Mais je crois que j'attends cette année avec plus d'impatience que d'habitude, car Lily sera avec moi. L'année dernière elle était avec Harry, et j'ai très mal vécu cette fête de famille sans elle. Ca a même été une des pires journées de toute ma vie. Je n'avais même pas envie de fêter noël. J'étais tellement triste que ma mère avait envoyé ma sœur Charlotte passer me chercher, pour être bien certaine que je viendrais, même si Lily n'était pas là.
Cette année, je n'ai pas prévu grand-chose. Mes parents viennent chez moi pour le vingt-cinq. Le vingt-quatre j'ai prévu de passer la soirée seul avec Lily. J'ai envie de passer ce moment magique avec elle.
« Et toi, donc, San-Francisco chez ton oncle ?
-Oui, comme chaque année. C'est une habitude que nous avons prise depuis qu'il vit là-bas.
-J'adore San-Francisco. Harry a tourné un film là-bas il y a quelques années, j'y ai passé un petit peu de temps avec lui à l'époque. C'est une magnifique ville, j'assure en hochant la tête.

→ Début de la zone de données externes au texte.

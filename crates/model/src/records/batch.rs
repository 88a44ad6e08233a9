use crate::{pagination::cursor::Watermark, records::row::RowData};

/// One non-empty page of source rows, ordered by ascending `book_id`.
#[derive(Debug, Clone)]
pub struct Batch {
    pub rows: Vec<RowData>,
    /// Resume-from cursor: the id of the last row in this batch.
    pub next: Watermark,
}

impl Batch {
    pub fn len(&self) -> usize {
        self.rows.len()
    }

    pub fn is_empty(&self) -> bool {
        self.rows.is_empty()
    }
}

/// Outcome of one extractor call. Exhaustion is an explicit variant, not an
/// empty-batch sentinel, so the driver loop terminates on a plain match.
#[derive(Debug, Clone)]
pub enum FetchOutcome {
    Batch(Batch),
    Exhausted,
}
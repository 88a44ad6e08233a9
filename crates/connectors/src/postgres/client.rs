use crate::error::ConnectorError;
use native_tls::TlsConnector;
use postgres_native_tls::MakeTlsConnector;
use tokio_postgres::{Client, Config, NoTls, config::SslMode};
use tracing::{error, info, warn};

/// Connection parameters, assembled once at startup and passed by reference.
/// No connector reads ambient environment state.
#[derive(Debug, Clone)]
pub struct PgSettings {
    pub host: String,
    pub port: u16,
    pub dbname: String,
    pub user: String,
    pub password: String,
}

impl PgSettings {
    fn config(&self) -> Config {
        let mut config = Config::new();
        config
            .host(&self.host)
            .port(self.port)
            .dbname(&self.dbname)
            .user(&self.user)
            .password(&self.password);
        config
    }
}

pub(crate) async fn connect_client(settings: &PgSettings) -> Result<Client, ConnectorError> {
    let config = settings.config();
    let client = match config.get_ssl_mode() {
        SslMode::Disable => connect_without_tls(config).await?,
        SslMode::Require => connect_with_tls(config).await?,
        SslMode::Prefer => match connect_with_tls(config.clone()).await {
            Ok(client) => client,
            Err(error) => {
                warn!(%error, "Postgres TLS handshake failed, retrying without TLS");
                connect_without_tls(config).await?
            }
        },
        _ => connect_with_tls(config).await?,
    };

    // Validate the session before any extraction starts.
    client.query_one("SELECT 1", &[]).await?;
    info!(database = %settings.dbname, "Connected to database");

    Ok(client)
}

pub(crate) async fn connect_with_tls(config: Config) -> Result<Client, ConnectorError> {
    let connector = TlsConnector::builder().build()?;
    let tls = MakeTlsConnector::new(connector);
    let (client, connection) = config.connect(tls).await?;
    tokio::spawn(async move {
        if let Err(err) = connection.await {
            error!(%err, "Postgres connection error");
        }
    });
    Ok(client)
}

pub(crate) async fn connect_without_tls(config: Config) -> Result<Client, ConnectorError> {
    let (client, connection) = config.connect(NoTls).await?;
    tokio::spawn(async move {
        if let Err(err) = connection.await {
            error!(%err, "Postgres connection error");
        }
    });
    Ok(client)
}
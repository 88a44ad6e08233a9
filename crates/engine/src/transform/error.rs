use model::core::value::Value;
use thiserror::Error;

#[derive(Error, Debug)]
pub enum TransformError {
    #[error("Source column `{0}` is missing")]
    MissingColumn(String),

    #[error("Column `{column}` is not numeric: {value}")]
    NotNumeric { column: String, value: Value },
}
#[cfg(test)]
mod tests {
    use super::*;
    use crate::llm::ScriptedModel;
    use crate::models::GoalType;

    fn date(y: i32, m: u32, d: u32) -> NaiveDate {
        NaiveDate::from_ymd_opt(y, m, d).unwrap()
    }

    fn strict_finder(replies: &[&str]) -> FactFinder<ScriptedModel> {
        FactFinder::new(ScriptedModel::new(replies.iter().copied())).with_settings(
            FactFinderSettings {
                dob_fallback_today: false,
            },
        )
    }

    async fn turn<M: LanguageModel>(
        finder: &FactFinder<M>,
        state: ConversationState,
        text: &str,
    ) -> Result<ConversationState> {
        let mut state = state;
        state.push_user_message(text);
        let mut next = finder.chat_response(&state).await?;
        next.commit_new_messages();
        Ok(next)
    }

    const CAR_BLOCK: &str = "\"NewCarInformation\": {\n\
                             \"car_type\": \"estate\",\n\
                             \"car_price\": 18000,\n\
                             \"purchase_date\": \"2026-03-01\"\n\
                             },";

    #[tokio::test]
    async fn test_first_write_wins_for_email() {
        let finder = strict_finder(&["email: ada@example.com", "email: other@example.com"]);

        let state = turn(&finder, ConversationState::new(), "my email is ada@example.com")
            .await
            .unwrap();
        let state = turn(&finder, state, "actually use other@example.com").await.unwrap();

        assert_eq!(state.user().unwrap().email.as_deref(), Some("ada@example.com"));
    }

    #[tokio::test]
    async fn test_finishes_on_turn_supplying_last_field() {
        let first_answer = "name: \"Ada Lovelace\"\nCould you share your e-mail address?";
        let finder = strict_finder(&[
            first_answer,
            "email: ada@example.com\nWhen were you born?",
            "date_of_birth: 1990-05-12",
        ]);

        let state = turn(&finder, ConversationState::new(), "I'm Ada Lovelace").await.unwrap();
        assert!(!state.finished);
        assert_eq!(state.last_message().unwrap().text(), first_answer);

        let state = turn(&finder, state, "ada@example.com").await.unwrap();
        assert!(!state.finished);
        assert_eq!(state.user().unwrap().missing_fields(), vec!["date_of_birth"]);

        let state = turn(&finder, state, "12 May 1990").await.unwrap();
        assert!(state.finished);
        assert_eq!(state.user().unwrap().date_of_birth, Some(date(1990, 5, 12)));

        let reply = state.last_message().unwrap().text();
        assert!(reply.starts_with(COMPLETION_MESSAGE));
        assert!(reply.contains("Name: ada lovelace"));
        assert!(reply.contains("Email: ada@example.com"));
        assert!(reply.contains("DOB: 1990-05-12"));
        assert_eq!(state.messages.len(), 6);
    }

    #[tokio::test]
    async fn test_dob_falls_back_to_today() {
        let model = ScriptedModel::new(["name: Ada Lovelace", "date_of_birth: 1990-05-12"]);
        let finder = FactFinder::new(model).with_today(date(2026, 10, 18));
        assert!(finder.settings().dob_fallback_today);

        let state = turn(&finder, ConversationState::new(), "I'm Ada").await.unwrap();
        assert_eq!(state.user().unwrap().date_of_birth, Some(date(2026, 10, 18)));

        // the fallback counts as known, so a later real date does not replace it
        let state = turn(&finder, state, "born 1990-05-12").await.unwrap();
        assert_eq!(state.user().unwrap().date_of_birth, Some(date(2026, 10, 18)));
    }

    #[tokio::test]
    async fn test_complete_car_block_appends_one_goal() {
        let finder = strict_finder(&[CAR_BLOCK]);

        let state = turn(&finder, ConversationState::new(), "I want an estate car next March")
            .await
            .unwrap();
        let goals = &state.user().unwrap().goals;

        assert_eq!(goals.len(), 1);
        assert_eq!(goals[0].goal_type, GoalType::NewCar);
        assert_eq!(goals[0].goal_name, "New Car");
        assert_eq!(
            goals[0].goal_specific_information,
            GoalSpecificInformation::NewCar(NewCarInformation {
                car_type: "estate".to_string(),
                car_price: 18000.0,
                purchase_date: date(2026, 3, 1),
            })
        );
    }

    #[tokio::test]
    async fn test_partial_car_block_fails_turn() {
        let partial = "\"NewCarInformation\": {\n\
                       \"car_type\": \"estate\",\n\
                       \"purchase_date\": \"2026-03-01\"\n\
                       },";
        let finder = strict_finder(&["name: Ada Lovelace", partial]);

        let state = turn(&finder, ConversationState::new(), "I'm Ada").await.unwrap();

        let mut next = state.clone();
        next.push_user_message("and a car");
        let err = finder.chat_response(&next).await.unwrap_err();

        assert!(matches!(
            err,
            FactFindError::MissingGoalField {
                goal: "NewCarInformation",
                field: "car_price"
            }
        ));
        assert!(next.user().unwrap().goals.is_empty());
    }

    #[tokio::test]
    async fn test_empty_car_block_is_ignored() {
        let finder = strict_finder(&["\"NewCarInformation\": {},\nemail: ada@example.com"]);

        let state = turn(&finder, ConversationState::new(), "hello").await.unwrap();
        assert!(state.user().unwrap().goals.is_empty());
        assert_eq!(state.user().unwrap().email.as_deref(), Some("ada@example.com"));
    }

    #[tokio::test]
    async fn test_empty_home_or_other_block_fails_turn() {
        let finder = strict_finder(&[
            "\"NewHomeGoalInformation\": {},\nemail: ada@example.com",
            "\"OtherGoalInformation\": {},",
        ]);

        let result = turn(&finder, ConversationState::new(), "hello").await;
        assert!(matches!(
            result,
            Err(FactFindError::MissingGoalField {
                goal: "NewHomeGoalInformation",
                field: "location"
            })
        ));

        let result = turn(&finder, ConversationState::new(), "hello again").await;
        assert!(matches!(
            result,
            Err(FactFindError::MissingGoalField {
                goal: "OtherGoalInformation",
                field: "description"
            })
        ));
    }

    #[tokio::test]
    async fn test_goals_only_grow() {
        let other = "\"OtherGoalInformation\": {\n\"description\": \"Sabbatical\",\n\
                     \"amount_required\": 12000,\n\"target_date\": \"2028-01-01\"\n},";
        let finder = strict_finder(&[CAR_BLOCK, "Anything else?", other, "name: Ada Lovelace"]);

        let mut state = ConversationState::new();
        let mut previous = 0;
        for text in ["car", "nothing", "sabbatical", "Ada"] {
            state = turn(&finder, state, text).await.unwrap();
            let count = state.user().map_or(0, |user| user.goals.len());
            assert!(count >= previous);
            previous = count;
        }
        assert_eq!(previous, 2);
    }

    #[tokio::test]
    async fn test_turn_does_not_mutate_previous_state() {
        let finder = strict_finder(&["name: Ada Lovelace", CAR_BLOCK]);

        let first = turn(&finder, ConversationState::new(), "I'm Ada").await.unwrap();
        let second = turn(&finder, first.clone(), "car").await.unwrap();

        assert!(first.user().unwrap().goals.is_empty());
        assert_eq!(second.user().unwrap().goals.len(), 1);
    }

    #[tokio::test]
    async fn test_no_user_until_something_is_found() {
        let finder = strict_finder(&["Hello! Who am I speaking with?"]);

        let state = turn(&finder, ConversationState::new(), "hi").await.unwrap();
        assert!(state.user().is_none());
        assert!(!state.finished);
        assert_eq!(state.last_message().unwrap().text(), "Hello! Who am I speaking with?");
    }

    #[tokio::test]
    async fn test_prompt_embeds_latest_message() {
        let finder = strict_finder(&["ok"]);

        turn(&finder, ConversationState::new(), "My name is Ada Lovelace").await.unwrap();

        let prompts = finder.model().prompts();
        assert_eq!(prompts.len(), 1);
        assert!(prompts[0].ends_with("My name is Ada Lovelace"));
        assert!(prompts[0].contains("date_of_birth (YYYY-MM-DD)"));
        assert!(prompts[0].contains(
            "NewHomeGoalInformation(location, house_price, deposit_amount, \
             purchase_date (YYYY-MM-DD))"
        ));
        assert!(prompts[0].contains(
            "OtherGoalInformation(description, amount_required, target_date (YYYY-MM-DD))"
        ));
    }

    #[tokio::test]
    async fn test_empty_conversation_is_rejected() {
        let finder = strict_finder(&[]);
        let result = finder.chat_response(&ConversationState::new()).await;
        assert!(matches!(result, Err(FactFindError::EmptyConversation)));
    }

    #[tokio::test]
    async fn test_model_failure_propagates() {
        let finder = strict_finder(&[]);
        let result = turn(&finder, ConversationState::new(), "hi").await;
        assert!(matches!(result, Err(FactFindError::LlmError(_))));
    }
}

-Peut-être qu'un jour tu m'y accompagneras, me dit-il en souriant.
-Peut-être. »
Pour une fois, je ne dis pas ça à contre cœur. Il est possible que dans un futur proche j'arrive à envisager de rencontrer ses parents. Nous en avons reparlé il y a quelques jours. Je lui ai enfin avoué que ça me faisait peur. Après le désastre de ma relation avec Anne Styles, il est normal que ça me fasse peur après tout. Elle ne m'a jamais aidé à l'apprécier. Elle a œuvré tellement fort pour bousiller ma relation avec Harry.... Je crois même qu'elle m'a totalement dégoûté de ce que pourrait être une relation entre un gendre et ses beaux-parents. Tyler s'entend si bien avec ses parents qu'il souffre de ne pas pouvoir me les présenter. Je le vois bien. Donc, il est temps que j'arrive à mettre mes doutes et mes peurs de côté pour le faire. Pour lui.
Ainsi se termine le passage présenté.